Cattle farmers have criticised a Government model by-law which seeks to regulate the sale and marketing of livestock while imposing a 11,625 percent levy on cattle buyers. This comes after the Ministry of Local Government, Urban and Rural Development circulated a model by-law for stakeholders to make contributions.
The by-law proposes that all livestock is to be marketed either at the rural district council's auction or with the authority of the district council.
This means everyone who wishes to sell their cattle, even one goat or sheep, and those who sell their goats at Mbudzi or Tynwald, or a cattle owner who wishes to sell one of his cows to his neighbour, will have to seek council authority.
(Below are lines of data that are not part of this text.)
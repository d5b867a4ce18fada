//! Hatch lock randomisation.
//!
//! Every room has six hatch slots. Hatches drawn with a cover take slots
//! counting up from 0 and uncovered hatches take slots counting down from 5,
//! in door table order. Changing which hatches have covers renumbers the
//! slots, so the per-room hatch flags in the event table are remapped to
//! follow their hatches.

use std::collections::btree_map::Entry;
use std::collections::{BTreeMap, HashMap, HashSet};

use log::{debug, info};
use serde::Deserialize;

use crate::address::{Field, GameData, PaletteGroup};
use crate::palettes::Palette;
use crate::rom::Rom;
use crate::room::{BlockLayer, LayerKind, RoomEntry};
use crate::{PatcherError, Result};

pub const AREA_COUNT: u8 = 7;
pub const MAX_DOORS_PER_AREA: usize = 256;
pub const DOOR_ENTRY_SIZE: usize = 0xC;

const HATCH_SLOT_COUNT: u8 = 6;
const HATCH_FLAGS_MASK: u8 = (1 << HATCH_SLOT_COUNT) - 1;
const HATCH_HEIGHT: usize = 4;
const BG1_ROW_STRIDE: u16 = 0x10;
const DELETED_ROOM: u8 = 0xFF;
const LOCKABLE_HATCH: u8 = 4;
const HATCH_EVENT_SIZE: usize = 4;

/// Doors that keep their lock no matter what.
const EXCLUDED_DOORS: [(u8, u8); 1] = [
    (0, 0xB4), // restricted lab escape
];

#[derive(Copy, Clone, Debug, Eq, PartialEq, Hash, Deserialize)]
pub enum HatchLock {
    Open,
    Level0,
    Level1,
    Level2,
    Level3,
    Level4,
    Locked,
}

impl HatchLock {
    pub const ALL: [HatchLock; 7] = [
        HatchLock::Open,
        HatchLock::Level0,
        HatchLock::Level1,
        HatchLock::Level2,
        HatchLock::Level3,
        HatchLock::Level4,
        HatchLock::Locked,
    ];

    /// BG1 block for the top of a left-facing hatch.
    pub const fn bg1_value(self) -> u16 {
        match self {
            HatchLock::Open => 0x4,
            HatchLock::Level0 => 0x6,
            HatchLock::Level1 => 0x8,
            HatchLock::Level2 => 0xA,
            HatchLock::Level3 => 0xC,
            HatchLock::Level4 => 0xE,
            HatchLock::Locked => 0x819A,
        }
    }

    /// Clip values indexed by hatch slot.
    pub const fn clip_values(self) -> [u16; 6] {
        match self {
            HatchLock::Open => [0x00; 6],
            HatchLock::Level0 => [0x30, 0x31, 0x32, 0x33, 0x34, 0x35],
            HatchLock::Level1 => [0x36, 0x37, 0x38, 0x39, 0x3A, 0x3B],
            HatchLock::Level2 => [0x40, 0x41, 0x42, 0x43, 0x44, 0x45],
            HatchLock::Level3 => [0x46, 0x47, 0x48, 0x49, 0x4A, 0x4B],
            HatchLock::Level4 => [0x3C, 0x3D, 0x3E, 0x4C, 0x4D, 0x4E],
            HatchLock::Locked => [0x10; 6],
        }
    }

    pub fn clip_value(self, slot: u8) -> u16 {
        self.clip_values()[slot as usize % HATCH_SLOT_COUNT as usize]
    }

    /// The covered lock drawn with this clip value. Uncovered hatches
    /// (clip 0) have no recoverable lock.
    pub fn from_clip_value(value: u16) -> Option<Self> {
        if value == 0 {
            return None;
        }
        Self::ALL
            .into_iter()
            .find(|lock| lock.clip_values().contains(&value))
    }

    pub fn is_capped(self) -> bool {
        self != HatchLock::Open
    }
}

#[derive(Debug, Clone, Deserialize)]
#[serde(rename_all = "PascalCase", deny_unknown_fields)]
pub struct DoorLock {
    pub area: u8,
    pub door: u8,
    pub lock_type: HatchLock,
}

/// Slot counters for one room.
#[derive(Debug, Clone, Copy, Eq, PartialEq)]
pub struct HatchSlots {
    capped: u8,
    capless: u8,
    assigned: u8,
}

impl Default for HatchSlots {
    fn default() -> Self {
        Self::new()
    }
}

impl HatchSlots {
    pub const fn new() -> Self {
        Self {
            capped: 0,
            capless: HATCH_SLOT_COUNT - 1,
            assigned: 0,
        }
    }

    /// Takes the next slot for a covered or uncovered hatch.
    pub fn assign(&mut self, capped: bool) -> Result<u8> {
        if self.assigned >= HATCH_SLOT_COUNT {
            return Err(PatcherError::CapacityExceeded {
                what: "room hatch slots",
                capacity: HATCH_SLOT_COUNT as usize,
            });
        }
        let slot = if capped {
            self.capped += 1;
            self.capped - 1
        } else {
            // The last free slot may be 0; the counter is never read again.
            let slot = self.capless;
            self.capless = slot.saturating_sub(1);
            slot
        };
        self.assigned += 1;
        Ok(slot)
    }
}

/// Moves each remapped slot's flag to its new position. Flags at positions
/// no remapping writes to keep their original value.
pub fn remap_hatch_flags(flags: u8, changes: &BTreeMap<u8, u8>) -> u8 {
    let mut moved = 0;
    let mut remain = HATCH_FLAGS_MASK;
    for (&prev_slot, &new_slot) in changes {
        if flags & (1 << prev_slot) != 0 {
            moved |= 1 << new_slot;
        }
        remain &= !(1 << new_slot);
    }
    moved | (flags & remain)
}

#[derive(Debug, Clone, Copy)]
pub(crate) struct DoorEntry {
    pub addr: usize,
    pub door_type: u8,
    pub room: u8,
    pub x: u8,
    pub y: u8,
    pub x_exit: u8,
}

impl DoorEntry {
    pub(crate) fn read(rom: &Rom, addr: usize) -> Result<Self> {
        Ok(Self {
            addr,
            door_type: rom.read_u8(addr)?,
            room: rom.read_u8(addr + 1)?,
            x: rom.read_u8(addr + 2)?,
            y: rom.read_u8(addr + 4)?,
            x_exit: rom.read_u8(addr + 7)?,
        })
    }

    pub(crate) fn is_deleted(&self) -> bool {
        self.room == DELETED_ROOM
    }

    fn is_lockable_hatch(&self) -> bool {
        self.door_type & 0xF == LOCKABLE_HATCH
    }

    fn facing_right(&self) -> bool {
        self.x_exit < 0x80
    }

    /// Column holding the hatch graphic, next to the door's transition block.
    fn hatch_x(&self) -> Result<usize> {
        let x = self.x as usize;
        if self.facing_right() {
            Ok(x + 1)
        } else {
            x.checked_sub(1).ok_or_else(|| {
                PatcherError::Invariant(format!(
                    "door at {:#X} faces left from column 0",
                    self.addr
                ))
            })
        }
    }
}

/// Calls `f` for every door in table order until an area's terminator.
pub(crate) fn for_each_door(
    rom: &Rom,
    gd: &GameData,
    mut f: impl FnMut(u8, u8, DoorEntry) -> Result<()>,
) -> Result<()> {
    let doors_ptrs = gd.get(Field::AreaDoorsPtrs)?;
    for area in 0..AREA_COUNT {
        let area_addr = rom.read_ptr(doors_ptrs + area as usize * 4)?;
        for door in 0..MAX_DOORS_PER_AREA {
            let entry = DoorEntry::read(rom, area_addr + door * DOOR_ENTRY_SIZE)?;
            if entry.door_type == 0 {
                break;
            }
            f(area, door as u8, entry)?;
        }
    }
    Ok(())
}

struct RoomHatches {
    bg1: BlockLayer,
    clip: BlockLayer,
    orig: HatchSlots,
    new: HatchSlots,
    changes: BTreeMap<u8, u8>,
    new_slots: Vec<u8>,
    dirty: bool,
}

impl RoomHatches {
    fn load(rom: &Rom, gd: &GameData, area: u8, room: u8) -> Result<Self> {
        let entry = RoomEntry::new(rom, gd, area, room)?;
        Ok(Self {
            bg1: entry.load_layer(rom, LayerKind::Bg1)?,
            clip: entry.load_layer(rom, LayerKind::Clip)?,
            orig: HatchSlots::new(),
            new: HatchSlots::new(),
            changes: BTreeMap::new(),
            new_slots: Vec::new(),
            dirty: false,
        })
    }

    fn process(&mut self, door: &DoorEntry, lock: Option<HatchLock>) -> Result<()> {
        let facing_right = door.facing_right();
        let hatch_x = door.hatch_x()?;
        let hatch_y = door.y as usize;

        let orig_clip = self.clip.get(hatch_x, hatch_y)?;
        let orig_capped = orig_clip != 0;
        let orig_slot = self.orig.assign(orig_capped)?;

        let new_capped = match lock {
            Some(lock) => lock.is_capped(),
            None => orig_capped,
        };
        let new_slot = self.new.assign(new_capped)?;
        self.new_slots.push(new_slot);
        if new_slot != orig_slot {
            self.changes.insert(orig_slot, new_slot);
        }

        let Some(lock) = lock.or_else(|| HatchLock::from_clip_value(orig_clip)) else {
            return Ok(());
        };

        let mut bg1_value = lock.bg1_value();
        if facing_right {
            bg1_value += 1;
        }
        let clip_value = lock.clip_value(new_slot);
        for row in 0..HATCH_HEIGHT {
            self.bg1.set(hatch_x, hatch_y + row, bg1_value)?;
            self.clip.set(hatch_x, hatch_y + row, clip_value)?;
            bg1_value = bg1_value.wrapping_add(BG1_ROW_STRIDE);
        }
        self.dirty = true;
        Ok(())
    }
}

#[derive(Debug, Default, Clone)]
pub struct DoorLockReport {
    /// Original slot to new slot, per (area, room), for slots that moved.
    pub slot_changes: BTreeMap<(u8, u8), BTreeMap<u8, u8>>,
    /// New slots in door table order, per (area, room).
    pub new_slots: BTreeMap<(u8, u8), Vec<u8>>,
    pub rooms_written: usize,
}

fn index_locks(locks: &[DoorLock]) -> Result<HashMap<(u8, u8), HatchLock>> {
    let mut by_door = HashMap::with_capacity(locks.len());
    for lock in locks {
        if by_door
            .insert((lock.area, lock.door), lock.lock_type)
            .is_some()
        {
            return Err(PatcherError::Config(format!(
                "area {} door {:#X} has more than one lock",
                lock.area, lock.door
            )));
        }
    }
    Ok(by_door)
}

/// Applies hatch locks. Doors without an entry keep their current lock,
/// although their slot may still move.
pub fn set_door_locks(rom: &mut Rom, gd: &GameData, locks: &[DoorLock]) -> Result<DoorLockReport> {
    let overrides = index_locks(locks)?;
    let mut used = HashSet::new();
    let mut rooms: BTreeMap<(u8, u8), RoomHatches> = BTreeMap::new();

    let image: &Rom = rom;
    for_each_door(image, gd, |area, door, entry| {
        if entry.is_deleted() {
            return Ok(());
        }
        let lock = overrides.get(&(area, door)).copied();
        if EXCLUDED_DOORS.contains(&(area, door)) || !entry.is_lockable_hatch() {
            if lock.is_some() {
                return Err(PatcherError::Config(format!(
                    "area {} door {:#X} cannot have its lock changed",
                    area, door
                )));
            }
            return Ok(());
        }
        if lock.is_some() {
            used.insert((area, door));
        }

        let key = (area, entry.room);
        let hatches = match rooms.entry(key) {
            Entry::Occupied(slot) => slot.into_mut(),
            Entry::Vacant(slot) => {
                slot.insert(RoomHatches::load(image, gd, area, entry.room)?)
            }
        };
        hatches.process(&entry, lock)
    })?;

    if let Some((area, door)) = overrides.keys().find(|key| !used.contains(*key)) {
        return Err(PatcherError::Config(format!(
            "area {} door {:#X} is not a lockable hatch",
            area, door
        )));
    }

    let mut report = DoorLockReport::default();
    for (key, mut hatches) in rooms {
        if hatches.dirty {
            hatches.bg1.commit(rom)?;
            hatches.clip.commit(rom)?;
            report.rooms_written += 1;
        }
        if !hatches.changes.is_empty() {
            debug!("Area {} room {:#X} hatch slots moved: {:?}", key.0, key.1, hatches.changes);
            report.slot_changes.insert(key, hatches.changes);
        }
        report.new_slots.insert(key, hatches.new_slots);
    }

    fix_hatch_lock_events(rom, gd, &report.slot_changes)?;
    info!(
        "Applied {} door locks across {} rooms",
        locks.len(),
        report.rooms_written
    );
    Ok(report)
}

/// Rewrites the hatch flags of every hatch lock event whose room had
/// slots renumbered.
pub fn fix_hatch_lock_events(
    rom: &mut Rom,
    gd: &GameData,
    slot_changes: &BTreeMap<(u8, u8), BTreeMap<u8, u8>>,
) -> Result<()> {
    let base = gd.get(Field::HatchLockEvents)?;
    let count = gd.get(Field::HatchLockEventCount)?;
    for i in 0..count {
        let addr = base + i * HATCH_EVENT_SIZE;
        let area = rom.read_u8(addr + 1)?;
        // Rooms are stored one-based.
        let Some(room) = rom.read_u8(addr + 2)?.checked_sub(1) else {
            continue;
        };
        let Some(changes) = slot_changes.get(&(area, room)) else {
            continue;
        };
        let flags = rom.read_u8(addr + 3)?;
        rom.write_u8(addr + 3, remap_hatch_flags(flags, changes))?;
    }
    Ok(())
}

/// Paints the door colours of the minimap palettes with the wall colour so
/// lock colours are not given away.
pub fn remove_door_palette_on_minimap(rom: &mut Rom, gd: &GameData) -> Result<()> {
    for (addr, rows) in gd.palettes(PaletteGroup::MinimapDoors)? {
        let mut palette = Palette::read(rom, addr, rows)?;
        let wall = palette.color(2);
        for index in 8..16 {
            palette.set_color(index, wall);
        }
        let background = palette.color(1);
        palette.set_color(10, background);
        palette.write(rom, addr)?;
    }
    Ok(())
}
In addition to such authorisation, the buyer will have to pay 11, 625 percent of the price to the council. This will be distributed as follows: council 6 percent, Livestock Development Programme 3 percent, auctioneer 1,5 percent, and Value Added Tax 1,125 percent. The marketing of livestock, particularly cattle, has been decentralised as each RDC could impose its own levies in terms of its own model by-law. The model by-law affords an opportunity to formalise livestock trading. But cattle farmers feel that the levy is punitive in a big way as this would erode their profits. They also want Government to review downwards the cattle levy.
Cattle farmer Mr Simon Madzvova of Mahusekwa said the levy was too high and would result in side-marketing and illegal trading of cattle.
"Such illegal trading will adversely affect prospects of protecting cattle and avoiding spreading of diseases among cattle regions," said Mr Madzvova.
"The levy that existed before of 10 percent of the value of the beast was already negatively affecting them and instead of addressing the problem the authorities are increasing the levy."
Zimbabwe Commercial Farmers Union vice president-commodities Mr Earnest Ndlovu said the new regulations being proposed would upset farmers livelihoods.